(Stored data)

________

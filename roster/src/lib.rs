//! # Roster
//!
//! Participant query and lifecycle services for events.
//!
//! - [`ParticipantQueryEngine`](services::ParticipantQueryEngine): list an
//!   event's participants joined with their user records, with search, sort
//!   and pagination
//! - [`ParticipantLifecycle`](services::ParticipantLifecycle): idempotent join
//!   and verification
//! - [`EventImages`](services::EventImages): version-checked image edits
//!
//! ## Example
//!
//! ```
//! use std::sync::Arc;
//! use roster::RosterApp;
//! use roster_core::query::{ParticipantFilter, QueryOptions};
//! use roster_testing::{InMemoryStore, fixtures, test_clock};
//!
//! # #[tokio::main(flavor = "current_thread")]
//! # async fn main() -> Result<(), roster_core::RosterError> {
//! let store = InMemoryStore::new();
//! let alice = store.insert_user(fixtures::user("Alice"));
//! let event = store.insert_event(fixtures::EventBuilder::new().build());
//! let app = RosterApp::in_memory(&store, Arc::new(test_clock()), 10);
//!
//! app.lifecycle.join_event(event.id, alice.id).await?;
//! let page = app
//!     .queries
//!     .query_participants(event.id, ParticipantFilter::search("ali"), QueryOptions::default())
//!     .await?;
//! assert_eq!(page.results.len(), 1);
//! # Ok(())
//! # }
//! ```

pub mod app;
pub mod config;
pub mod metrics;
pub mod services;

pub use app::{AppError, RosterApp};
pub use config::{Config, ConfigError};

________

Task requirements:
The reply should be a precise retyping of all the data.

Answer:
filename roster/src/lib.rs
//! # Roster
//!
//! Participant query and lifecycle services for events.
//!
//! - [`ParticipantQueryEngine`](services::ParticipantQueryEngine): list an
//!   event's participants joined with their user records, with search, sort
//!   and pagination
//! - [`ParticipantLifecycle`](services::ParticipantLifecycle): idempotent join
//!   and verification
//! - [`EventImages`](services::EventImages): version-checked image edits
//!
//! ## Example
//!
//! ```
//! use std::sync::Arc;
//! use roster::RosterApp;
//! use roster_core::query::{ParticipantFilter, QueryOptions};
//! use roster_testing::{InMemoryStore, fixtures, test_clock};
//!
//! # #[tokio::main(flavor = "current_thread")]
//! # async fn main() -> Result<(), roster_core::RosterError> {
//! let store = InMemoryStore::new();
//! let alice = store.insert_user(fixtures::user("Alice"));
//! let event = store.insert_event(fixtures::EventBuilder::new().build());
//! let app = RosterApp::in_memory(&store, Arc::new(test_clock()), 10);
//!
//! app.lifecycle.join_event(event.id, alice.id).await?;
//! let page = app
//!     .queries
//!     .query_participants(event.id, ParticipantFilter::search("ali"), QueryOptions::default())
//!     .await?;
//! assert_eq!(page.results.len(), 1);
//! # Ok(())
//! # }
//! ```

pub mod app;
pub mod config;
pub mod metrics;
pub mod services;

pub use app::{AppError, RosterApp};
pub use config::{Config, ConfigError};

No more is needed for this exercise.